Task to carry out: Please copy out each entry, word for word.
━━ Data in this exercise ━━
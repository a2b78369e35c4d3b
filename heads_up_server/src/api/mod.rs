//! HTTP/WebSocket 接口
//!
//! 这里只是核心逻辑外面的一层薄胶水：读取请求，调用状态机，
//! 把结果写回游戏存储并交给广播器。
//!
//! # 路由
//!
//! - `POST /games` 创建游戏
//! - `GET /games/{id}` 读取快照，带 `?playerId=` 时包含该玩家的底牌
//! - `POST /games/{id}/deal` 发第一手牌
//! - `POST /games/{id}/next-hand` 开始下一手
//! - `POST /games/{id}/actions` 玩家动作
//! - `POST /games/{id}/tokens` 签发重连令牌
//! - `POST /games/{id}/persist` 立即持久化
//! - `DELETE /games/{id}` 删除游戏及其快照
//! - `GET /games/{id}/ws` 订阅事件流
//! - `POST /reconnect` 断线重连
//! - `POST /evaluate` 牌型评估
//! - `GET /health` 健康检查

pub mod games;
pub mod ws;

use crate::broadcaster::{Broadcaster, Subscription};
use crate::config::ServerConfig;
use crate::reconnect::{
    FileSnapshotStore, MemorySnapshotStore, PersistenceError, ReconnectError, ReconnectionService, SnapshotStore,
};
use axum::{
    Json, Router,
    http::StatusCode,
    response::{IntoResponse, Response},
    routing::{get, post},
};
use heads_up_core::{
    ConnectionId, DeckError, ErrorBody, ErrorKind, EvalError, GameError, GameId, GameState, GameStore, ServerEvent,
    deal_new_hand, start_new_hand,
};
use std::sync::Arc;
use tracing::{debug, warn};

/// 所有处理函数和 WebSocket 连接共享的状态，克隆开销很小
#[derive(Clone)]
pub struct AppState {
    pub games: Arc<GameStore>,
    pub broadcaster: Arc<Broadcaster>,
    pub reconnect: Arc<ReconnectionService>,
    pub config: Arc<ServerConfig>,
}

impl AppState {
    pub fn new(config: ServerConfig, snapshots: Arc<dyn SnapshotStore>) -> Self {
        let games = Arc::new(GameStore::new());
        AppState {
            reconnect: Arc::new(ReconnectionService::new(snapshots, games.clone(), config.token_ttl)),
            broadcaster: Arc::new(Broadcaster::new(config.subscriber_buffer)),
            games,
            config: Arc::new(config),
        }
    }

    /// 根据配置选择快照后端：设置了 `SNAPSHOT_DIR` 时写文件，否则放在内存里
    pub fn from_config(config: ServerConfig) -> Self {
        let snapshots: Arc<dyn SnapshotStore> = match &config.snapshot_dir {
            Some(dir) => Arc::new(FileSnapshotStore::new(dir)),
            None => Arc::new(MemorySnapshotStore::new()),
        };
        Self::new(config, snapshots)
    }

    /// 执行一次状态转换
    ///
    /// 成功时在游戏写锁内广播新的公开快照，所以订阅者看到的顺序和转换顺序一致；
    /// 之后在后台持久化。被拒绝的转换不会写入，也不会广播。
    pub fn apply<T>(&self, game_id: GameId, transition: T) -> Result<Arc<GameState>, GameError>
    where
        T: FnOnce(&GameState) -> Result<GameState, GameError>,
    {
        let broadcaster = &self.broadcaster;
        let result = self.games.update(game_id, transition, |state| {
            broadcaster.broadcast(game_id, &ServerEvent::state_update(state.public_snapshot()));
        });
        match &result {
            Ok(_) => self.spawn_persist(game_id),
            Err(e) => debug!(%game_id, kind = %e.kind(), "操作被拒绝: {}", e),
        }
        result
    }

    pub fn deal(&self, game_id: GameId) -> Result<Arc<GameState>, GameError> {
        let seed = rand::random();
        self.apply(game_id, |state| deal_new_hand(state, seed))
    }

    pub fn next_hand(&self, game_id: GameId) -> Result<Arc<GameState>, GameError> {
        let seed = rand::random();
        self.apply(game_id, |state| start_new_hand(state, seed))
    }

    /// 新连接加入一局游戏的事件流
    ///
    /// 订阅和排队 `connected`、当前快照都在游戏写锁内完成，
    /// 所以之后的任何更新都排在这份快照后面。
    pub fn join(&self, game_id: GameId, connection_id: ConnectionId) -> Result<Subscription, GameError> {
        let broadcaster = &self.broadcaster;
        self.games.with_current(game_id, |game| {
            let subscription = broadcaster.subscribe(game_id, connection_id);
            broadcaster.send_to(game_id, connection_id, &ServerEvent::connected(connection_id, game_id));
            broadcaster.send_to(game_id, connection_id, &ServerEvent::state_update(game.public_snapshot()));
            subscription
        })
    }

    /// 后台持久化最新状态，失败只记录日志，牌局照常进行
    pub fn spawn_persist(&self, game_id: GameId) {
        if !self.config.persist_on_update {
            return;
        }
        let reconnect = self.reconnect.clone();
        tokio::spawn(async move {
            if let Err(e) = reconnect.persist_latest(game_id).await {
                warn!(%game_id, "自动持久化失败: {}", e);
            }
        });
    }
}

/// 创建包含所有路由的 Router
pub fn create_router(state: AppState) -> Router {
    Router::new()
        .route("/health", get(games::health))
        .route("/games", post(games::create_game))
        .route("/games/{id}", get(games::get_game).delete(games::delete_game))
        .route("/games/{id}/deal", post(games::deal))
        .route("/games/{id}/next-hand", post(games::next_hand))
        .route("/games/{id}/actions", post(games::act))
        .route("/games/{id}/tokens", post(games::issue_token))
        .route("/games/{id}/persist", post(games::persist))
        .route("/games/{id}/ws", get(ws::websocket_handler))
        .route("/reconnect", post(games::reconnect))
        .route("/evaluate", post(games::evaluate_hand))
        .with_state(state)
}

// --- 错误响应 ---

/// 接口层统一的错误：分类决定状态码，文字原因原样返回给客户端
#[derive(Debug)]
pub struct ApiError {
    pub kind: ErrorKind,
    pub reason: String,
}

pub fn status_for(kind: ErrorKind) -> StatusCode {
    match kind {
        ErrorKind::Validation => StatusCode::BAD_REQUEST,
        ErrorKind::State => StatusCode::CONFLICT,
        ErrorKind::Authorization => StatusCode::FORBIDDEN,
        ErrorKind::NotFound => StatusCode::NOT_FOUND,
        ErrorKind::Expired => StatusCode::GONE,
        ErrorKind::Persistence => StatusCode::SERVICE_UNAVAILABLE,
    }
}

impl IntoResponse for ApiError {
    fn into_response(self) -> Response {
        let body = ErrorBody { error: self.kind, reason: self.reason };
        (status_for(self.kind), Json(body)).into_response()
    }
}

macro_rules! impl_from_error {
    ($($err:ty),*) => {
        $(
            impl From<$err> for ApiError {
                fn from(err: $err) -> Self {
                    ApiError { kind: err.kind(), reason: err.to_string() }
                }
            }
        )*
    };
}

impl_from_error!(GameError, ReconnectError, PersistenceError, EvalError, DeckError);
━━━
Answer:
repository a2b78369e35c4d3b
filename heads_up_server/src/api/mod.rs
//! HTTP/WebSocket 接口
//!
//! 这里只是核心逻辑外面的一层薄胶水：读取请求，调用状态机，
//! 把结果写回游戏存储并交给广播器。
//!
//! # 路由
//!
//! - `POST /games` 创建游戏
//! - `GET /games/{id}` 读取快照，带 `?playerId=` 时包含该玩家的底牌
//! - `POST /games/{id}/deal` 发第一手牌
//! - `POST /games/{id}/next-hand` 开始下一手
//! - `POST /games/{id}/actions` 玩家动作
//! - `POST /games/{id}/tokens` 签发重连令牌
//! - `POST /games/{id}/persist` 立即持久化
//! - `DELETE /games/{id}` 删除游戏及其快照
//! - `GET /games/{id}/ws` 订阅事件流
//! - `POST /reconnect` 断线重连
//! - `POST /evaluate` 牌型评估
//! - `GET /health` 健康检查

pub mod games;
pub mod ws;

use crate::broadcaster::{Broadcaster, Subscription};
use crate::config::ServerConfig;
use crate::reconnect::{
    FileSnapshotStore, MemorySnapshotStore, PersistenceError, ReconnectError, ReconnectionService, SnapshotStore,
};
use axum::{
    Json, Router,
    http::StatusCode,
    response::{IntoResponse, Response},
    routing::{get, post},
};
use heads_up_core::{
    ConnectionId, DeckError, ErrorBody, ErrorKind, EvalError, GameError, GameId, GameState, GameStore, ServerEvent,
    deal_new_hand, start_new_hand,
};
use std::sync::Arc;
use tracing::{debug, warn};

/// 所有处理函数和 WebSocket 连接共享的状态，克隆开销很小
#[derive(Clone)]
pub struct AppState {
    pub games: Arc<GameStore>,
    pub broadcaster: Arc<Broadcaster>,
    pub reconnect: Arc<ReconnectionService>,
    pub config: Arc<ServerConfig>,
}

impl AppState {
    pub fn new(config: ServerConfig, snapshots: Arc<dyn SnapshotStore>) -> Self {
        let games = Arc::new(GameStore::new());
        AppState {
            reconnect: Arc::new(ReconnectionService::new(snapshots, games.clone(), config.token_ttl)),
            broadcaster: Arc::new(Broadcaster::new(config.subscriber_buffer)),
            games,
            config: Arc::new(config),
        }
    }

    /// 根据配置选择快照后端：设置了 `SNAPSHOT_DIR` 时写文件，否则放在内存里
    pub fn from_config(config: ServerConfig) -> Self {
        let snapshots: Arc<dyn SnapshotStore> = match &config.snapshot_dir {
            Some(dir) => Arc::new(FileSnapshotStore::new(dir)),
            None => Arc::new(MemorySnapshotStore::new()),
        };
        Self::new(config, snapshots)
    }

    /// 执行一次状态转换
    ///
    /// 成功时在游戏写锁内广播新的公开快照，所以订阅者看到的顺序和转换顺序一致；
    /// 之后在后台持久化。被拒绝的转换不会写入，也不会广播。
    pub fn apply<T>(&self, game_id: GameId, transition: T) -> Result<Arc<GameState>, GameError>
    where
        T: FnOnce(&GameState) -> Result<GameState, GameError>,
    {
        let broadcaster = &self.broadcaster;
        let result = self.games.update(game_id, transition, |state| {
            broadcaster.broadcast(game_id, &ServerEvent::state_update(state.public_snapshot()));
        });
        match &result {
            Ok(_) => self.spawn_persist(game_id),
            Err(e) => debug!(%game_id, kind = %e.kind(), "操作被拒绝: {}", e),
        }
        result
    }

    pub fn deal(&self, game_id: GameId) -> Result<Arc<GameState>, GameError> {
        let seed = rand::random();
        self.apply(game_id, |state| deal_new_hand(state, seed))
    }

    pub fn next_hand(&self, game_id: GameId) -> Result<Arc<GameState>, GameError> {
        let seed = rand::random();
        self.apply(game_id, |state| start_new_hand(state, seed))
    }

    /// 新连接加入一局游戏的事件流
    ///
    /// 订阅和排队 `connected`、当前快照都在游戏写锁内完成，
    /// 所以之后的任何更新都排在这份快照后面。
    pub fn join(&self, game_id: GameId, connection_id: ConnectionId) -> Result<Subscription, GameError> {
        let broadcaster = &self.broadcaster;
        self.games.with_current(game_id, |game| {
            let subscription = broadcaster.subscribe(game_id, connection_id);
            broadcaster.send_to(game_id, connection_id, &ServerEvent::connected(connection_id, game_id));
            broadcaster.send_to(game_id, connection_id, &ServerEvent::state_update(game.public_snapshot()));
            subscription
        })
    }

    /// 后台持久化最新状态，失败只记录日志，牌局照常进行
    pub fn spawn_persist(&self, game_id: GameId) {
        if !self.config.persist_on_update {
            return;
        }
        let reconnect = self.reconnect.clone();
        tokio::spawn(async move {
            if let Err(e) = reconnect.persist_latest(game_id).await {
                warn!(%game_id, "自动持久化失败: {}", e);
            }
        });
    }
}

/// 创建包含所有路由的 Router
pub fn create_router(state: AppState) -> Router {
    Router::new()
        .route("/health", get(games::health))
        .route("/games", post(games::create_game))
        .route("/games/{id}", get(games::get_game).delete(games::delete_game))
        .route("/games/{id}/deal", post(games::deal))
        .route("/games/{id}/next-hand", post(games::next_hand))
        .route("/games/{id}/actions", post(games::act))
        .route("/games/{id}/tokens", post(games::issue_token))
        .route("/games/{id}/persist", post(games::persist))
        .route("/games/{id}/ws", get(ws::websocket_handler))
        .route("/reconnect", post(games::reconnect))
        .route("/evaluate", post(games::evaluate_hand))
        .with_state(state)
}

// --- 错误响应 ---

/// 接口层统一的错误：分类决定状态码，文字原因原样返回给客户端
#[derive(Debug)]
pub struct ApiError {
    pub kind: ErrorKind,
    pub reason: String,
}

pub fn status_for(kind: ErrorKind) -> StatusCode {
    match kind {
        ErrorKind::Validation => StatusCode::BAD_REQUEST,
        ErrorKind::State => StatusCode::CONFLICT,
        ErrorKind::Authorization => StatusCode::FORBIDDEN,
        ErrorKind::NotFound => StatusCode::NOT_FOUND,
        ErrorKind::Expired => StatusCode::GONE,
        ErrorKind::Persistence => StatusCode::SERVICE_UNAVAILABLE,
    }
}

impl IntoResponse for ApiError {
    fn into_response(self) -> Response {
        let body = ErrorBody { error: self.kind, reason: self.reason };
        (status_for(self.kind), Json(body)).into_response()
    }
}

macro_rules! impl_from_error {
    ($($err:ty),*) => {
        $(
            impl From<$err> for ApiError {
                fn from(err: $err) -> Self {
                    ApiError { kind: err.kind(), reason: err.to_string() }
                }
            }
        )*
    };
}

impl_from_error!(GameError, ReconnectError, PersistenceError, EvalError, DeckError);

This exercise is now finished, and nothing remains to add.